While most entries did center on religion, not all of them did. Remember, more than 250 works were suggested, and some books on topics other than religion did actually make the list. As mentioned, I was included in this survey. As you will see, my list is a bit different than the list above.

1. Freethinkers: A History of American Secularism by Susan Jacoby

2. Why I Am Not a Christian by Bertrand Russel

3. The End of Faith by Sam Harris

4. Letter to a Christian Nation by Sam Harris 

5. On Liberty by John Stuart Mill

6. Doubt: A History by Jennifer Michael Hecht

7. The Demon-Haunted World: Science as a Candle in the Dark by Carl Sagan

8. An Enquiry Concerning Human Understanding by David Hume

9. The Secular Conscience: Why Belief Belongs in Public Life by Austin Dacey

10. Primates and Philosophers: How Morality Evolved by Frans de Waal

My aim was to represent a mix of books on the history of freethought, the method of freethought, and on specific issues with which freethought deals or finds important. At the same time, Sam Harris' work played a big role for me, so he is represented twice. However, while I am rather pleased with my list, with the advantage of 20-20 hindsight vision, here's a quick readjustment:

1. Freethinkers: A History of American Secularism by Susan Jacoby

2. Why I Am Not a Christian by Bertrand Russell

3. The End of Faith by Sam Harris 

4. The Demon-Haunted World: Science as a Candle in the Dark by Carl Sagan

5. On Liberty by John Stuart Mill

6. Doubt: A History by Jennifer Michael Hecht

7. Why People Believe Weird Things by Michael Shermer

8. An Enquiry Concerning Human Understanding by David Hume

9. The Secular Conscience: Why Belief Belongs in Public Life by Austin Dacey

10. Primates and Philosophers: How Morality Evolved by Frans de Waal

What do you think? What books should have made the list? Shouldn't have made the list?

 

Comments:

#1 asanta on Thursday July 15, 2010 at 4:44pm

Thank you for the list. I am in the process of reading ‘Godless’ by Dan Barker. I did not think it was relevant to me, because I did not come from an evangelical background. although I was made to learn about religion, my parents were agnostic and atheist. I am really enjoying his points about both religion and atheism. I am learning a lot more than I anticipated. I have read 7 of the ‘essential ten’,and three of the next 10. I don’t see Dawkins’ ‘The blind Watchmaker’ or ‘The selfish gene’ on your list.

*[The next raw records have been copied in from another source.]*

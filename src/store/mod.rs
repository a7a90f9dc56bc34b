//! Store adapter for durable player and match records.
//!
//! The engines never touch storage directly; they depend on the narrow
//! [`Store`] trait. Two implementations ship with the crate:
//! - [`JsonlStore`]: durable JSONL files under a data directory
//! - [`MemoryStore`]: in-memory, for tests and ephemeral runs
//!
//! Every operation is one scoped round-trip: acquire the backing
//! resource, execute, release before returning. No handle is held
//! across calls, on any exit path.

mod jsonl;
mod memory;

pub use jsonl::JsonlStore;
pub use memory::MemoryStore;

use std::path::PathBuf;
use std::time::Duration;

use async_trait::async_trait;
use thiserror::Error;

use crate::models::{MatchRecord, Player, PlayerId, Standing};

/// Errors from the backing store: transport, constraint, or timeout.
///
/// Never retried internally; always surfaced to the caller.
#[derive(Debug, Error)]
pub enum StoreError {
    #[error("IO error: {0}")]
    Io(#[from] std::io::Error),

    #[error("JSON serialization error: {0}")]
    Json(#[from] serde_json::Error),

    #[error("empty player name rejected")]
    EmptyName,

    #[error("store operation timed out after {0:?}")]
    Timeout(Duration),
}

/// A structurally invalid match report, caught before any row is written.
#[derive(Debug, Error, PartialEq, Eq)]
pub enum InvalidMatchError {
    #[error("player {0} cannot play against themselves")]
    SelfPlay(PlayerId),

    #[error("player {0} is not registered")]
    UnknownPlayer(PlayerId),
}

/// Failure modes of [`Store::record_match`].
#[derive(Debug, Error)]
pub enum MatchWriteError {
    #[error(transparent)]
    Store(#[from] StoreError),

    #[error(transparent)]
    Invalid(#[from] InvalidMatchError),
}

/// Validate a match report against the set of registered players.
pub(crate) fn validate_match(
    winner: PlayerId,
    loser: PlayerId,
    players: &[Player],
) -> Result<(), InvalidMatchError> {
    if winner == loser {
        return Err(InvalidMatchError::SelfPlay(winner));
    }
    for id in [winner, loser] {
        if !players.iter().any(|p| p.id == id) {
            return Err(InvalidMatchError::UnknownPlayer(id));
        }
    }
    Ok(())
}

/// Aggregate raw standings from player and match tables.
///
/// Output order follows the player table and is not authoritative; the
/// standings engine owns the final ranking.
pub(crate) fn aggregate_standings(players: &[Player], matches: &[MatchRecord]) -> Vec<Standing> {
    players
        .iter()
        .map(|p| {
            let wins = matches.iter().filter(|m| m.winner == p.id).count() as u32;
            let played = matches.iter().filter(|m| m.involves(p.id)).count() as u32;
            Standing {
                id: p.id,
                name: p.name.clone(),
                wins,
                matches_played: played,
            }
        })
        .collect()
}

/// Durable record of players and match outcomes.
#[async_trait]
pub trait Store: Send + Sync {
    /// Number of currently registered players.
    async fn count_players(&self) -> Result<u64, StoreError>;

    /// Insert a new player and return the assigned id.
    async fn register_player(&self, name: &str) -> Result<PlayerId, StoreError>;

    /// Insert a match row after structural validation.
    async fn record_match(&self, winner: PlayerId, loser: PlayerId) -> Result<(), MatchWriteError>;

    /// Delete all match rows.
    async fn reset_matches(&self) -> Result<(), StoreError>;

    /// Delete all match rows, then all player rows (matches reference
    /// player ids, so they go first).
    async fn reset_all(&self) -> Result<(), StoreError>;

    /// Raw per-player aggregates backing the standings engine.
    async fn fetch_standings(&self) -> Result<Vec<Standing>, StoreError>;
}

/// Filesystem layout for the JSONL store.
#[derive(Debug, Clone)]
pub struct StoreConfig {
    pub data_dir: PathBuf,
}

impl StoreConfig {
    pub fn new(data_dir: PathBuf) -> Self {
        Self { data_dir }
    }

    pub fn players_path(&self) -> PathBuf {
        self.data_dir.join("players.jsonl")
    }

    pub fn matches_path(&self) -> PathBuf {
        self.data_dir.join("matches.jsonl")
    }
}

impl Default for StoreConfig {
    fn default() -> Self {
        Self::new(PathBuf::from("./data"))
    }
}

#2 Michael De Dora on Monday July 19, 2010 at 10:38am

@asanta,

Thanks for the comment. As for Dawkins, both “The Selfish Gene” and “The Blind Watchmaker” seem too focused on biological issues for essential general freethought reading (though I could likely find room for Dawkins on a top-twenty list). I tried to stick to history, method, and core but broader issues (like morality, decision-making, etc).

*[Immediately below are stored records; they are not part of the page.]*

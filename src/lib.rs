//! # Swisspair
//!
//! Standings and pairing core for a Swiss-system tournament.
//!
//! ## Architecture
//!
//! - **models**: Core data structures (players, matches, standings, pairs)
//! - **store**: Store adapter (JSONL on disk, in-memory for tests)
//! - **engine**: Standings and pairing engines
//! - **tournament**: Public facade over store and engines
//! - **config**: Configuration loading and validation
//!
//! Data flows one way — store → standings → pairing — and control flows
//! the other: a pairing request pulls a fresh ranking, which pulls fresh
//! aggregates from the store. Nothing derived is ever cached.

pub mod config;
pub mod engine;
pub mod models;
pub mod store;
pub mod tournament;

pub use models::*;
pub use tournament::{Tournament, TournamentError};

#3 asanta on Tuesday July 20, 2010 at 6:49pm

Good point. I’m more drawn toward the biological and scientific aspects.

#4 Jim (Guest) on Sunday July 25, 2010 at 8:48am

Athiesm: A Very Short Introduction by Julian Baggini is the book I would hand a believer asking about atheism.

#5 March Hare (Guest) on Sunday August 01, 2010 at 2:37am

“The Essential Mary Midgley”, collected writings of the philosopher Mary Midgley. For showing how to think clearly and critically, and how to write well. Midgley covers a wide range of subjects, most of which should be of serious interest to us.